The squadron was first activated at Hamilton Field, California in July 1942 as one of the three original squadrons of the 329th Fighter Group. Four days after its activation, the squadron moved to Paine Field, Washington and equipped with Lockheed P-38 Lightnings. The squadron initially acted as an Operational Training Unit (OTU). The OTU program involved establishing an oversized parent unit which would provide cadres to organize "satellite groups." The 332d also served as a Replacement Training Unit, training Lightning pilots in the final phases of fighter pilot training before shipping overseas.
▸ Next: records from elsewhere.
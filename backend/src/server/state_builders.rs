//! Builders wiring repositories and services into [`HttpState`].

use std::sync::Arc;

use mockable::{Clock, DefaultClock};

use guideforge::domain::ports::{ImageRepository, ManualRepository, StepRepository, UserRepository};
use guideforge::domain::{AccountService, ContentPolicy, ManualService};
use guideforge::inbound::http::state::{HttpState, HttpStatePorts};
use guideforge::outbound::memory::InMemoryStore;
use guideforge::outbound::persistence::{
    DbPool, DieselImageRepository, DieselManualRepository, DieselStepRepository,
    DieselUserRepository,
};
use guideforge::outbound::storage::UploadDirectory;

use super::ServerConfig;

/// Repositories backing one server instance.
struct Repositories<M, S, I, U> {
    manuals: Arc<M>,
    steps: Arc<S>,
    images: Arc<I>,
    users: Arc<U>,
}

fn wire<M, S, I, U>(
    repos: Repositories<M, S, I, U>,
    uploads: Arc<UploadDirectory>,
    policy: ContentPolicy,
) -> HttpState
where
    M: ManualRepository + 'static,
    S: StepRepository + 'static,
    I: ImageRepository + 'static,
    U: UserRepository + 'static,
{
    let clock: Arc<dyn Clock> = Arc::new(DefaultClock);
    let accounts = Arc::new(AccountService::new(repos.users, clock.clone()));
    let manuals = Arc::new(
        ManualService::new(repos.manuals, repos.steps, repos.images, uploads, clock)
            .with_policy(policy),
    );
    HttpState::new(HttpStatePorts {
        login: accounts.clone(),
        accounts: accounts.clone(),
        profile: accounts,
        manuals: manuals.clone(),
        manuals_query: manuals.clone(),
        steps: manuals.clone(),
        images: manuals,
    })
}

fn diesel_repositories(
    pool: &DbPool,
) -> Repositories<DieselManualRepository, DieselStepRepository, DieselImageRepository, DieselUserRepository>
{
    Repositories {
        manuals: Arc::new(DieselManualRepository::new(pool.clone())),
        steps: Arc::new(DieselStepRepository::new(pool.clone())),
        images: Arc::new(DieselImageRepository::new(pool.clone())),
        users: Arc::new(DieselUserRepository::new(pool.clone())),
    }
}

fn memory_repositories()
-> Repositories<InMemoryStore, InMemoryStore, InMemoryStore, InMemoryStore> {
    let store = Arc::new(InMemoryStore::new());
    Repositories {
        manuals: store.clone(),
        steps: store.clone(),
        images: store.clone(),
        users: store,
    }
}

/// Build HTTP state from the configured storage backend.
pub(super) fn build_http_state(config: &ServerConfig) -> HttpState {
    let uploads = Arc::new(config.uploads.clone());
    let policy = config.policy.clone();
    match &config.db_pool {
        Some(pool) => wire(diesel_repositories(pool), uploads, policy),
        None => {
            tracing::warn!("no database configured; data is kept in memory only");
            wire(memory_repositories(), uploads, policy)
        }
    }
}
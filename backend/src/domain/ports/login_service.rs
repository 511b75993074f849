//! Driving port for login/authentication use-cases.
//!
//! In hexagonal terms this is a *driving* port: inbound adapters call it to
//! authenticate credentials without knowing (or importing) the backing
//! infrastructure.

use async_trait::async_trait;

use crate::domain::{Error, LoginCredentials, UserId};

/// Domain use-case port for authentication.
#[cfg_attr(test, mockall::automock)]
#[async_trait]
pub trait LoginService: Send + Sync {
    /// Validate credentials and return the authenticated user id.
    async fn authenticate(&self, credentials: &LoginCredentials) -> Result<UserId, Error>;
}
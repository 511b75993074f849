//! Manual aggregate: a titled, ordered collection of steps owned by one user.

use chrono::{DateTime, Utc};

use super::{ManualId, Relation, Step, UserId};

/// Who may read a manual besides its owner.
#[derive(Debug, Clone, Copy, PartialEq, Eq, Hash, Default)]
pub enum Visibility {
    /// Anyone, including anonymous readers.
    Public,
    /// Only the owner.
    #[default]
    Private,
}

impl Visibility {
    /// Map the boundary `isPublic` flag onto the enum.
    #[must_use]
    pub const fn from_is_public(is_public: bool) -> Self {
        if is_public { Self::Public } else { Self::Private }
    }

    /// Boundary representation.
    #[must_use]
    pub const fn is_public(self) -> bool {
        matches!(self, Self::Public)
    }
}

/// Persisted manual.
///
/// ## Invariants
/// - When `steps` is loaded it is sorted by order number with no duplicates.
#[derive(Debug, Clone, PartialEq)]
pub struct Manual {
    pub id: ManualId,
    pub owner_id: UserId,
    pub title: String,
    pub description: Option<String>,
    pub category: Option<String>,
    pub visibility: Visibility,
    pub created_at: DateTime<Utc>,
    pub updated_at: DateTime<Utc>,
    pub steps: Relation<Step>,
}

impl Manual {
    /// Whether `user` owns this manual.
    pub fn is_owned_by(&self, user: &UserId) -> bool {
        self.owner_id == *user
    }

    /// Whether `viewer` (possibly anonymous) may read this manual.
    pub fn is_readable_by(&self, viewer: Option<&UserId>) -> bool {
        self.visibility.is_public() || viewer.is_some_and(|user| self.is_owned_by(user))
    }

    /// Attach a loaded step sequence.
    #[must_use]
    pub fn with_steps(mut self, steps: Vec<Step>) -> Self {
        self.steps = Relation::Loaded(steps);
        self
    }
}

/// Input for creating a manual (`ManualCreate`).
#[derive(Debug, Clone, PartialEq, Eq, Default)]
pub struct ManualDraft {
    pub title: String,
    pub description: Option<String>,
    pub category: Option<String>,
    pub visibility: Visibility,
}

/// Partial update for a manual (`ManualUpdate`).
///
/// `None` leaves a field untouched. For `description` and `category`, a
/// blank string clears the value.
#[derive(Debug, Clone, PartialEq, Eq, Default)]
pub struct ManualChanges {
    pub title: Option<String>,
    pub description: Option<String>,
    pub category: Option<String>,
    pub visibility: Option<Visibility>,
}

impl ManualChanges {
    /// Whether the update carries no changes at all.
    pub fn is_empty(&self) -> bool {
        self.title.is_none()
            && self.description.is_none()
            && self.category.is_none()
            && self.visibility.is_none()
    }

    /// Apply the supplied fields to `manual`, stamping `updated_at`.
    pub fn apply_to(&self, manual: &mut Manual, now: DateTime<Utc>) {
        if let Some(title) = &self.title {
            manual.title = title.trim().to_owned();
        }
        if let Some(description) = &self.description {
            manual.description = non_blank(description);
        }
        if let Some(category) = &self.category {
            manual.category = non_blank(category);
        }
        if let Some(visibility) = self.visibility {
            manual.visibility = visibility;
        }
        manual.updated_at = now;
    }
}

/// Normalise optional free text: trimmed, with blanks treated as absent.
pub(crate) fn non_blank(value: &str) -> Option<String> {
    let trimmed = value.trim();
    (!trimmed.is_empty()).then(|| trimmed.to_owned())
}
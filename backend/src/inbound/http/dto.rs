//! Request and response payloads for the REST surface.
//!
//! Field names are camelCase on the wire. Responses are built from domain
//! values; requests convert into domain inputs, reporting malformed values
//! through the shared validation envelope.

use chrono::{DateTime, Utc};
use pagination::PageRequest;
use serde::{Deserialize, Serialize};
use utoipa::{IntoParams, ToSchema};

use crate::domain::{
    Error, IdValidationError, Image, ImageUpload, Manual, ManualChanges, ManualDraft, ManualSearch, Step,
    StepChanges, StepDraft, StepId, StepOrderUpdate, User, ValidationError, Visibility,
};

/// Convert a path segment into an entity id.
///
/// Ids start at 1, so a non-positive segment cannot name an existing entity
/// and is reported as `not_found`.
pub fn path_id<T>(raw: i64) -> Result<T, Error>
where
    T: TryFrom<i64, Error = IdValidationError>,
{
    T::try_from(raw).map_err(|err| Error::not_found(err.to_string()))
}

/// Image metadata as returned to clients.
#[derive(Debug, Clone, Serialize, Deserialize, ToSchema)]
#[serde(rename_all = "camelCase")]
pub struct ImageResponse {
    pub id: i64,
    pub step_id: i64,
    pub file_path: String,
    pub file_name: String,
    pub file_size: i64,
    pub mime_type: String,
    pub created_at: DateTime<Utc>,
}

impl From<Image> for ImageResponse {
    fn from(value: Image) -> Self {
        Self {
            id: value.id.get(),
            step_id: value.step_id.get(),
            file_path: value.file_path,
            file_name: value.file_name,
            file_size: value.file_size,
            mime_type: value.mime_type,
            created_at: value.created_at,
        }
    }
}

/// Step as returned to clients. `images` is omitted when not loaded.
#[derive(Debug, Clone, Serialize, Deserialize, ToSchema)]
#[serde(rename_all = "camelCase")]
pub struct StepResponse {
    pub id: i64,
    pub manual_id: i64,
    pub order_number: u32,
    pub title: String,
    pub content: Option<String>,
    pub created_at: DateTime<Utc>,
    pub updated_at: DateTime<Utc>,
    #[serde(default, skip_serializing_if = "Option::is_none")]
    pub images: Option<Vec<ImageResponse>>,
}

impl From<Step> for StepResponse {
    fn from(value: Step) -> Self {
        Self {
            id: value.id.get(),
            manual_id: value.manual_id.get(),
            order_number: value.order_number,
            title: value.title,
            content: value.content,
            created_at: value.created_at,
            updated_at: value.updated_at,
            images: value
                .images
                .into_loaded()
                .map(|images| images.into_iter().map(ImageResponse::from).collect()),
        }
    }
}

/// Manual as returned to clients. `steps` is omitted when not loaded.
#[derive(Debug, Clone, Serialize, Deserialize, ToSchema)]
#[serde(rename_all = "camelCase")]
pub struct ManualResponse {
    pub id: i64,
    pub owner_id: i64,
    pub title: String,
    pub description: Option<String>,
    pub category: Option<String>,
    pub is_public: bool,
    pub created_at: DateTime<Utc>,
    pub updated_at: DateTime<Utc>,
    #[serde(default, skip_serializing_if = "Option::is_none")]
    pub steps: Option<Vec<StepResponse>>,
}

impl From<Manual> for ManualResponse {
    fn from(value: Manual) -> Self {
        Self {
            id: value.id.get(),
            owner_id: value.owner_id.get(),
            title: value.title,
            description: value.description,
            category: value.category,
            is_public: value.visibility.is_public(),
            created_at: value.created_at,
            updated_at: value.updated_at,
            steps: value
                .steps
                .into_loaded()
                .map(|steps| steps.into_iter().map(StepResponse::from).collect()),
        }
    }
}

/// Account profile. The password digest never leaves the server.
#[derive(Debug, Clone, Serialize, Deserialize, ToSchema)]
#[serde(rename_all = "camelCase")]
pub struct UserResponse {
    pub id: i64,
    pub username: String,
    pub email: String,
    pub profile_image: Option<String>,
    pub created_at: DateTime<Utc>,
    pub updated_at: DateTime<Utc>,
}

impl From<User> for UserResponse {
    fn from(value: User) -> Self {
        Self {
            id: value.id.get(),
            username: value.username.into(),
            email: value.email.into(),
            profile_image: value.profile_image,
            created_at: value.created_at,
            updated_at: value.updated_at,
        }
    }
}

/// Paginated manual listing.
#[derive(Debug, Clone, Serialize, Deserialize, ToSchema)]
#[serde(rename_all = "camelCase")]
pub struct ManualPageResponse {
    pub items: Vec<ManualResponse>,
    pub total: u64,
    pub page: u32,
    pub limit: u32,
    pub total_pages: u64,
}

impl From<pagination::Page<Manual>> for ManualPageResponse {
    fn from(value: pagination::Page<Manual>) -> Self {
        let page = value.map(ManualResponse::from);
        Self {
            items: page.items,
            total: page.total,
            page: page.page,
            limit: page.limit,
            total_pages: page.total_pages,
        }
    }
}

/// `POST /manuals` body.
#[derive(Debug, Clone, Default, Serialize, Deserialize, ToSchema)]
#[serde(rename_all = "camelCase")]
pub struct ManualCreateRequest {
    pub title: String,
    pub description: Option<String>,
    pub category: Option<String>,
    pub is_public: Option<bool>,
}

impl From<ManualCreateRequest> for ManualDraft {
    fn from(value: ManualCreateRequest) -> Self {
        Self {
            title: value.title,
            description: value.description,
            category: value.category,
            visibility: Visibility::from_is_public(value.is_public.unwrap_or(false)),
        }
    }
}

/// `PUT /manuals/{id}` body. Omitted fields are left unchanged.
#[derive(Debug, Clone, Default, Serialize, Deserialize, ToSchema)]
#[serde(rename_all = "camelCase")]
pub struct ManualUpdateRequest {
    pub title: Option<String>,
    pub description: Option<String>,
    pub category: Option<String>,
    pub is_public: Option<bool>,
}

impl From<ManualUpdateRequest> for ManualChanges {
    fn from(value: ManualUpdateRequest) -> Self {
        Self {
            title: value.title,
            description: value.description,
            category: value.category,
            visibility: value.is_public.map(Visibility::from_is_public),
        }
    }
}

/// `POST /manuals/{id}/steps` body. Without `orderNumber` the step is
/// appended.
#[derive(Debug, Clone, Default, Serialize, Deserialize, ToSchema)]
#[serde(rename_all = "camelCase")]
pub struct StepCreateRequest {
    pub title: String,
    pub content: Option<String>,
    pub order_number: Option<i64>,
}

impl From<StepCreateRequest> for StepDraft {
    fn from(value: StepCreateRequest) -> Self {
        Self {
            title: value.title,
            content: value.content,
            order_number: value.order_number,
        }
    }
}

/// `PUT /steps/{id}` body. `orderNumber` moves the step.
#[derive(Debug, Clone, Default, Serialize, Deserialize, ToSchema)]
#[serde(rename_all = "camelCase")]
pub struct StepUpdateRequest {
    pub title: Option<String>,
    pub content: Option<String>,
    pub order_number: Option<i64>,
}

impl From<StepUpdateRequest> for StepChanges {
    fn from(value: StepUpdateRequest) -> Self {
        Self {
            title: value.title,
            content: value.content,
            order_number: value.order_number,
        }
    }
}

/// One entry of `PUT /manuals/{id}/steps/order`.
#[derive(Debug, Clone, Copy, Serialize, Deserialize, ToSchema)]
#[serde(rename_all = "camelCase")]
pub struct StepOrderEntry {
    pub id: i64,
    pub order_number: i64,
}

/// Convert a bulk reorder payload, reporting the first malformed id.
pub fn step_order_updates(entries: Vec<StepOrderEntry>) -> Result<Vec<StepOrderUpdate>, Error> {
    entries
        .into_iter()
        .enumerate()
        .map(|(index, entry)| {
            let id = StepId::new(entry.id).map_err(|err| {
                Error::from(ValidationError::single(
                    &format!("steps[{index}].id"),
                    err.to_string(),
                ))
            })?;
            Ok(StepOrderUpdate {
                id,
                order_number: entry.order_number,
            })
        })
        .collect()
}

/// `POST /steps/{id}/images` body, describing a completed upload.
#[derive(Debug, Clone, Default, Serialize, Deserialize, ToSchema)]
#[serde(rename_all = "camelCase")]
pub struct ImageAttachRequest {
    pub file_path: String,
    pub file_name: String,
    pub file_size: i64,
    pub mime_type: String,
}

impl From<ImageAttachRequest> for ImageUpload {
    fn from(value: ImageAttachRequest) -> Self {
        Self {
            file_path: value.file_path,
            file_name: value.file_name,
            file_size: value.file_size,
            mime_type: value.mime_type,
        }
    }
}

/// `POST /users` body.
#[derive(Debug, Clone, Serialize, Deserialize, ToSchema)]
#[serde(rename_all = "camelCase")]
pub struct RegisterRequest {
    pub username: String,
    pub email: String,
    pub password: String,
}

/// `POST /login` body.
#[derive(Debug, Clone, Serialize, Deserialize, ToSchema)]
#[serde(rename_all = "camelCase")]
pub struct LoginRequest {
    pub email: String,
    pub password: String,
}

/// `PUT /users/me` body. A blank `profileImage` clears it.
#[derive(Debug, Clone, Default, Serialize, Deserialize, ToSchema)]
#[serde(rename_all = "camelCase")]
pub struct ProfileUpdateRequest {
    pub username: Option<String>,
    pub email: Option<String>,
    pub profile_image: Option<String>,
}

/// `PUT /users/me/password` body.
#[derive(Debug, Clone, Serialize, Deserialize, ToSchema)]
#[serde(rename_all = "camelCase")]
pub struct PasswordChangeRequest {
    pub current_password: String,
    pub new_password: String,
}

/// Query string accepted by the manual listings.
#[derive(Debug, Clone, Default, Serialize, Deserialize, IntoParams)]
#[serde(rename_all = "camelCase")]
#[into_params(parameter_in = Query, rename_all = "camelCase")]
pub struct ManualSearchParams {
    /// Case-insensitive substring of the title or description.
    pub search: Option<String>,
    /// Exact category.
    pub category: Option<String>,
    /// Restrict to public (`true`) or private (`false`) manuals.
    pub is_public: Option<bool>,
    /// 1-based page, default 1.
    pub page: Option<i64>,
    /// Page size, default 10, at most 100.
    pub limit: Option<i64>,
    /// `title`, `createdAt` or `updatedAt` (default).
    pub sort_by: Option<String>,
    /// `asc` or `desc` (default).
    pub sort_order: Option<String>,
}

impl TryFrom<ManualSearchParams> for ManualSearch {
    type Error = Error;

    fn try_from(value: ManualSearchParams) -> Result<Self, Self::Error> {
        let page = PageRequest::new(value.page, value.limit)
            .map_err(|err| ValidationError::single(err.field(), err.to_string()))?;
        let sort_by = value
            .sort_by
            .as_deref()
            .map(str::parse)
            .transpose()?
            .unwrap_or_default();
        let sort_order = value
            .sort_order
            .as_deref()
            .map(str::parse)
            .transpose()?
            .unwrap_or_default();
        Ok(Self {
            search: value.search,
            category: value.category,
            visibility: value.is_public.map(Visibility::from_is_public),
            page,
            sort_by,
            sort_order,
        })
    }
}

#[cfg(test)]
mod tests {
    //! Regression coverage for this module.
    use super::*;
    use crate::domain::{ErrorCode, SortField, SortOrder};
    use rstest::rstest;

    #[rstest]
    fn search_params_apply_defaults() {
        let search = ManualSearch::try_from(ManualSearchParams::default()).expect("defaults");
        assert_eq!(search.page, PageRequest::default());
        assert_eq!(search.sort_by, SortField::UpdatedAt);
        assert_eq!(search.sort_order, SortOrder::Desc);
        assert!(search.visibility.is_none());
    }

    #[rstest]
    fn search_params_parse_sorting_and_visibility() {
        let search = ManualSearch::try_from(ManualSearchParams {
            is_public: Some(true),
            sort_by: Some("title".to_owned()),
            sort_order: Some("asc".to_owned()),
            page: Some(3),
            limit: Some(10),
            ..ManualSearchParams::default()
        })
        .expect("valid params");
        assert_eq!(search.sort_by, SortField::Title);
        assert_eq!(search.sort_order, SortOrder::Asc);
        assert_eq!(search.visibility, Some(Visibility::Public));
        assert_eq!(search.page.offset(), 20);
    }

    #[rstest]
    #[case(ManualSearchParams { limit: Some(0), ..ManualSearchParams::default() }, "limit")]
    #[case(ManualSearchParams { page: Some(-1), ..ManualSearchParams::default() }, "page")]
    #[case(ManualSearchParams { sort_by: Some("rating".to_owned()), ..ManualSearchParams::default() }, "sortBy")]
    #[case(ManualSearchParams { sort_order: Some("up".to_owned()), ..ManualSearchParams::default() }, "sortOrder")]
    fn malformed_params_name_the_field(#[case] params: ManualSearchParams, #[case] field: &str) {
        let error = ManualSearch::try_from(params).expect_err("rejected");
        assert_eq!(error.code(), ErrorCode::InvalidRequest);
        let fields = error.field_errors().expect("field errors");
        assert!(fields.contains_key(field), "{fields:?}");
    }

    #[rstest]
    fn reorder_entries_reject_non_positive_ids() {
        let error = step_order_updates(vec![
            StepOrderEntry { id: 4, order_number: 1 },
            StepOrderEntry { id: 0, order_number: 2 },
        ])
        .expect_err("bad id");
        let fields = error.field_errors().expect("field errors");
        assert!(fields.contains_key("steps[1].id"));
    }

    #[rstest]
    fn manuals_without_loaded_steps_omit_the_key() {
        let manual = Manual {
            id: crate::domain::ManualId::new(1).expect("id"),
            owner_id: crate::domain::UserId::new(2).expect("id"),
            title: "Onboarding".to_owned(),
            description: None,
            category: None,
            visibility: Visibility::Public,
            created_at: Utc::now(),
            updated_at: Utc::now(),
            steps: crate::domain::Relation::NotLoaded,
        };
        let json = serde_json::to_value(ManualResponse::from(manual.clone())).expect("json");
        assert!(json.get("steps").is_none());
        assert_eq!(json["isPublic"], true);

        let json = serde_json::to_value(ManualResponse::from(manual.with_steps(Vec::new())))
            .expect("json");
        assert_eq!(json["steps"], serde_json::json!([]));
    }
}
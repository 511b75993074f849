//! Embedded schema migrations applied at start-up.

use diesel::{Connection as _, PgConnection};
use diesel_migrations::{EmbeddedMigrations, MigrationHarness, embed_migrations};
use tracing::info;

use super::pool::PoolError;

/// Every migration under `backend/migrations`, compiled into the binary.
pub const MIGRATIONS: EmbeddedMigrations = embed_migrations!("migrations");

/// Apply all pending migrations to the database at `database_url`.
///
/// Diesel's migration harness is synchronous, so the work runs on the
/// blocking thread pool.
///
/// # Errors
/// Returns [`PoolError::Build`] when the connection cannot be opened or a
/// migration fails.
pub async fn run_pending_migrations(database_url: &str) -> Result<(), PoolError> {
    let url = database_url.to_owned();
    let applied = tokio::task::spawn_blocking(move || -> Result<usize, PoolError> {
        let mut conn = PgConnection::establish(&url)
            .map_err(|err| PoolError::build(format!("migration connection: {err}")))?;
        let versions = conn
            .run_pending_migrations(MIGRATIONS)
            .map_err(|err| PoolError::build(format!("migration: {err}")))?;
        Ok(versions.len())
    })
    .await
    .map_err(|err| PoolError::build(format!("migration task: {err}")))??;
    info!(applied, "database migrations up to date");
    Ok(())
}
In September 1942 the 329th Group headquarters moved to Grand Central Air Terminal, California, while the 332d moved to Santa Ana Army Air Base. Most of the group eventually found itself at Ontario Army Air Field, California. The squadrons moved there in 1943, and were joined the other squadrons later that year, while group headquarters moved in February 1944. The squadron was disbanded in 1944 as part of an Army Air Forces (AAF) reorganization in which units not programmed to deploy overseas were replaced by AAF Base Units in order to free up manpower for overseas assignment because standard military units, based on relatively inflexible tables of organization were not proving well adapted to the training mission. Accordingly, a more functional system was adopted in which each AAF base was organized into a separate numbered unit.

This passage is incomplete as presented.